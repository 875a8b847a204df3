//! AgentRun Core Domain Types
//!
//! This crate contains pure domain types with no dependencies on:
//! - Process spawning
//! - Async runtimes
//! - Any particular coding-agent CLI
//!
//! All types here describe what a task is, what a backend reports while
//! running it, and what the task finally produced.

pub mod backend;
pub mod error;
pub mod event;
pub mod ids;
pub mod outcome;
pub mod task;

// Re-export commonly used types
pub use backend::BackendKind;
pub use error::CoreError;
pub use event::NormalizedEvent;
pub use ids::TaskId;
pub use outcome::{Summary, TaskOutcome};
pub use task::{TaskMode, TaskSpec};
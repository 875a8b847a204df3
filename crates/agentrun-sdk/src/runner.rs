//! Drives one task end to end.
//!
//! The runner builds the invocation through the task's backend adapter,
//! starts it through the injected [`CommandRunner`], folds every decoded
//! event into running state and reconciles that state with the process's
//! wait outcome.

use std::sync::Arc;
use std::time::Duration;

use agentrun_core::{NormalizedEvent, TaskOutcome, TaskSpec};
use tokio_util::sync::CancellationToken;
use tracing::{debug, error, info, warn};

use crate::backend::{backend_for, Backend, BackendOptions};
use crate::process::{CommandRunner, Invocation, WaitOutcome, EXIT_FAILURE};

/// Runs tasks against their backends.
#[derive(Clone)]
pub struct TaskRunner {
    command_runner: Arc<dyn CommandRunner>,
    options: BackendOptions,
    timeout: Option<Duration>,
}

impl TaskRunner {
    /// Create a runner that starts processes through `command_runner`.
    pub fn new(command_runner: Arc<dyn CommandRunner>) -> Self {
        Self {
            command_runner,
            options: BackendOptions::default(),
            timeout: None,
        }
    }

    /// Set the backend options applied to every task.
    pub fn with_options(mut self, options: BackendOptions) -> Self {
        self.options = options;
        self
    }

    /// Set the per-task timeout.
    pub fn with_timeout(mut self, timeout: Option<Duration>) -> Self {
        self.timeout = timeout;
        self
    }

    /// Run `spec` with the adapter selected by `spec.backend`.
    pub async fn run(&self, spec: &TaskSpec, cancel: CancellationToken) -> TaskOutcome {
        self.run_with_backend(spec, backend_for(spec.backend), cancel)
            .await
    }

    /// Run `spec` with an explicit adapter.
    ///
    /// Never fails: every error becomes a failed [`TaskOutcome`].
    pub async fn run_with_backend(
        &self,
        spec: &TaskSpec,
        backend: &dyn Backend,
        cancel: CancellationToken,
    ) -> TaskOutcome {
        if let Err(e) = spec.validate() {
            warn!(task_id = %spec.id, error = %e, "Rejecting invalid task");
            return TaskOutcome::failed(spec.id.clone(), EXIT_FAILURE, e.to_string());
        }

        let program = backend.command();
        let stdin = backend
            .uses_stdin_for_prompt(spec)
            .then(|| spec.task.clone());
        let invocation = Invocation::new(program, backend.build_args(spec, &self.options))
            .with_work_dir(spec.work_dir.clone())
            .with_stdin(stdin)
            .with_timeout(self.timeout);

        info!(
            task_id = %spec.id,
            backend = %backend.kind(),
            mode = %spec.mode,
            task_len = spec.task.len(),
            "Starting task"
        );

        let mut stream = match self.command_runner.run(invocation, cancel).await {
            Ok(stream) => stream,
            Err(e) => {
                error!(task_id = %spec.id, error = %e, "Failed to start backend");
                return TaskOutcome::failed(
                    spec.id.clone(),
                    EXIT_FAILURE,
                    format!("{program}: {e}"),
                );
            }
        };

        let mut decoder = backend.decoder();
        let mut state = StreamState::default();
        let mut line_num = 0u64;

        while let Some(line) = stream.next_line().await {
            line_num += 1;
            if line.trim().is_empty() {
                continue;
            }
            match decoder.decode_line(&line) {
                Ok(events) => {
                    for event in events {
                        debug!(task_id = %spec.id, line_num, event = ?event, "Decoded event");
                        state.apply(event);
                    }
                }
                Err(e) => {
                    let preview: String = line.chars().take(200).collect();
                    warn!(
                        task_id = %spec.id,
                        line_num,
                        error = %e,
                        preview = %preview,
                        "Skipping undecodable backend line"
                    );
                }
            }
        }

        let wait = stream.wait().await;
        let outcome = state.into_outcome(spec, program, &wait);

        info!(
            task_id = %spec.id,
            exit_code = outcome.exit_code,
            session_id = %outcome.session_id,
            success = outcome.is_success(),
            "Task finished"
        );
        outcome
    }
}

/// Running fold of one task's events.
#[derive(Debug, Default)]
struct StreamState {
    session_id: Option<String>,
    message: Option<String>,
    error: Option<String>,
    completed: bool,
}

impl StreamState {
    fn apply(&mut self, event: NormalizedEvent) {
        match event {
            NormalizedEvent::SessionStarted { id } => self.session_id = Some(id),
            NormalizedEvent::Message { text } => self.message = Some(text),
            NormalizedEvent::Error { summary } => {
                // The error is what the caller sees as the final word.
                self.message = Some(summary.clone());
                self.error = Some(summary);
            }
            NormalizedEvent::Completed => self.completed = true,
        }
    }

    fn into_outcome(self, spec: &TaskSpec, program: &str, wait: &WaitOutcome) -> TaskOutcome {
        let exit_code = wait.exit_code();
        let mut outcome = TaskOutcome {
            task_id: spec.id.clone(),
            exit_code,
            session_id: self.session_id.unwrap_or_default(),
            message: self.message.unwrap_or_default(),
            error: String::new(),
        };

        match (exit_code, self.error) {
            (0, Some(error)) => {
                outcome.exit_code = EXIT_FAILURE;
                outcome.error = error;
            }
            (0, None) if outcome.message.is_empty() => {
                outcome.exit_code = EXIT_FAILURE;
                outcome.error = format!("{program} completed without agent message output");
            }
            (0, None) => {
                if !self.completed {
                    debug!(task_id = %spec.id, "Backend exited cleanly without a completion event");
                }
            }
            (_, Some(error)) => outcome.error = error,
            (_, None) => outcome.error = wait.describe(program),
        }

        outcome
    }
}
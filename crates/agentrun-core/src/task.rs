//! Task specification types.

use serde::{Deserialize, Serialize};
use std::fmt;
use std::path::PathBuf;

use crate::{BackendKind, CoreError, TaskId};

/// Whether a task starts a new conversation or continues an existing one.
#[derive(Debug, Clone, Copy, Default, PartialEq, Eq, Hash, Serialize, Deserialize)]
#[serde(rename_all = "lowercase")]
pub enum TaskMode {
    /// Start a fresh conversation.
    #[default]
    New,
    /// Continue the conversation named by `TaskSpec::session_id`.
    Resume,
}

impl fmt::Display for TaskMode {
    fn fmt(&self, f: &mut fmt::Formatter<'_>) -> fmt::Result {
        match self {
            Self::New => f.write_str("new"),
            Self::Resume => f.write_str("resume"),
        }
    }
}

/// A single unit of work for one backend.
#[derive(Debug, Clone, PartialEq, Serialize, Deserialize)]
pub struct TaskSpec {
    /// Task identifier, unique within a batch.
    pub id: TaskId,

    /// Backend that runs this task.
    pub backend: BackendKind,

    /// Natural-language task text. May contain newlines.
    pub task: String,

    /// Working directory for the backend process.
    pub work_dir: PathBuf,

    /// New conversation or resume.
    pub mode: TaskMode,

    /// Session to resume. Required iff `mode` is `Resume`.
    pub session_id: Option<String>,

    /// Input-channel flag. The task text is always passed as an argument
    /// and is never written to the backend's stdin.
    pub use_stdin: bool,
}

impl TaskSpec {
    /// Create a new-conversation task running in the current directory.
    pub fn new(id: impl Into<TaskId>, backend: BackendKind, task: impl Into<String>) -> Self {
        Self {
            id: id.into(),
            backend,
            task: task.into(),
            work_dir: PathBuf::from("."),
            mode: TaskMode::New,
            session_id: None,
            use_stdin: false,
        }
    }

    /// Builder method to resume an existing session.
    pub fn resuming(mut self, session_id: impl Into<String>) -> Self {
        self.mode = TaskMode::Resume;
        self.session_id = Some(session_id.into());
        self
    }

    /// Builder method to set the working directory.
    pub fn with_work_dir(mut self, work_dir: impl Into<PathBuf>) -> Self {
        self.work_dir = work_dir.into();
        self
    }

    /// Builder method to request stdin delivery.
    pub fn with_stdin(mut self, use_stdin: bool) -> Self {
        self.use_stdin = use_stdin;
        self
    }

    /// Session id to resume, if this is a resume task with a usable id.
    pub fn resume_session(&self) -> Option<&str> {
        match self.mode {
            TaskMode::Resume => self.session_id.as_deref().filter(|s| !s.trim().is_empty()),
            TaskMode::New => None,
        }
    }

    /// Check the task's invariants before execution.
    pub fn validate(&self) -> Result<(), CoreError> {
        if self.task.trim().is_empty() {
            return Err(CoreError::EmptyTask(self.id.clone()));
        }
        if self.mode == TaskMode::Resume && self.resume_session().is_none() {
            return Err(CoreError::MissingSessionId(self.id.clone()));
        }
        Ok(())
    }
}
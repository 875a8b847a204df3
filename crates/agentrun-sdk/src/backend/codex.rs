//! OpenAI Codex CLI (`codex e --json`).

use agentrun_core::{BackendKind, NormalizedEvent, TaskSpec};
use serde::Deserialize;

use super::{Backend, BackendOptions, SessionTracker, StreamDecoder};
use crate::error::DecodeError;

/// Codex: resume is the `resume <thread_id>` sub-command.
#[derive(Debug, Clone, Copy, Default)]
pub struct CodexBackend;

impl Backend for CodexBackend {
    fn kind(&self) -> BackendKind {
        BackendKind::Codex
    }

    fn command(&self) -> &'static str {
        "codex"
    }

    fn build_args(&self, spec: &TaskSpec, options: &BackendOptions) -> Vec<String> {
        let mut args = vec!["e".to_string()];
        if options.bypass_sandbox {
            args.push("--dangerously-bypass-approvals-and-sandbox".to_string());
        }
        args.push("--skip-git-repo-check".to_string());
        if let Some(model) = &options.model {
            args.push("-m".to_string());
            args.push(model.clone());
        }

        match spec.resume_session() {
            Some(session_id) => {
                args.push("--json".to_string());
                args.push("resume".to_string());
                args.push(session_id.to_string());
            }
            None => {
                args.push("-C".to_string());
                args.push(spec.work_dir.display().to_string());
                args.push("--json".to_string());
            }
        }

        args.push(spec.task.clone());
        args
    }

    fn decoder(&self) -> Box<dyn StreamDecoder> {
        Box::<CodexDecoder>::default()
    }
}

#[derive(Debug, Deserialize)]
#[serde(tag = "type")]
enum CodexEvent {
    #[serde(rename = "thread.started")]
    ThreadStarted { thread_id: String },

    #[serde(rename = "item.completed")]
    ItemCompleted { item: CodexItem },

    #[serde(rename = "turn.completed")]
    TurnCompleted {},

    #[serde(rename = "turn.failed")]
    TurnFailed { error: CodexError },

    #[serde(rename = "error")]
    Error { message: String },

    #[serde(other)]
    Other,
}

#[derive(Debug, Deserialize)]
struct CodexItem {
    #[serde(rename = "type", default)]
    kind: String,
    #[serde(default)]
    text: Option<String>,
}

#[derive(Debug, Deserialize)]
struct CodexError {
    message: String,
}

/// Joins every completed agent message of the run.
#[derive(Debug, Default)]
struct CodexDecoder {
    session: SessionTracker,
    messages: Vec<String>,
}

impl StreamDecoder for CodexDecoder {
    fn decode_line(&mut self, line: &str) -> Result<Vec<NormalizedEvent>, DecodeError> {
        let event: CodexEvent = serde_json::from_str(line.trim())?;
        let mut events = Vec::new();

        match event {
            CodexEvent::ThreadStarted { thread_id } => {
                self.session.observe(Some(&thread_id), &mut events);
            }
            CodexEvent::ItemCompleted { item } => {
                if item.kind == "agent_message" {
                    if let Some(text) = item.text.filter(|t| !t.is_empty()) {
                        self.messages.push(text);
                        events.push(NormalizedEvent::message(self.messages.join("\n")));
                    }
                }
            }
            CodexEvent::TurnCompleted {} => events.push(NormalizedEvent::Completed),
            CodexEvent::TurnFailed { error } => events.push(NormalizedEvent::error(error.message)),
            CodexEvent::Error { message } => events.push(NormalizedEvent::error(message)),
            CodexEvent::Other => {}
        }

        Ok(events)
    }
}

================================

The assignment is to restate, word for word, each line from the one containing "of the run." through the final line of the material above.

/// Joins every completed agent message of the run.
#[derive(Debug, Default)]
struct CodexDecoder {
    session: SessionTracker,
    messages: Vec<String>,
}

impl StreamDecoder for CodexDecoder {
    fn decode_line(&mut self, line: &str) -> Result<Vec<NormalizedEvent>, DecodeError> {
        let event: CodexEvent = serde_json::from_str(line.trim())?;
        let mut events = Vec::new();

        match event {
            CodexEvent::ThreadStarted { thread_id } => {
                self.session.observe(Some(&thread_id), &mut events);
            }
            CodexEvent::ItemCompleted { item } => {
                if item.kind == "agent_message" {
                    if let Some(text) = item.text.filter(|t| !t.is_empty()) {
                        self.messages.push(text);
                        events.push(NormalizedEvent::message(self.messages.join("\n")));
                    }
                }
            }
            CodexEvent::TurnCompleted {} => events.push(NormalizedEvent::Completed),
            CodexEvent::TurnFailed { error } => events.push(NormalizedEvent::error(error.message)),
            CodexEvent::Error { message } => events.push(NormalizedEvent::error(message)),
            CodexEvent::Other => {}
        }

        Ok(events)
    }
}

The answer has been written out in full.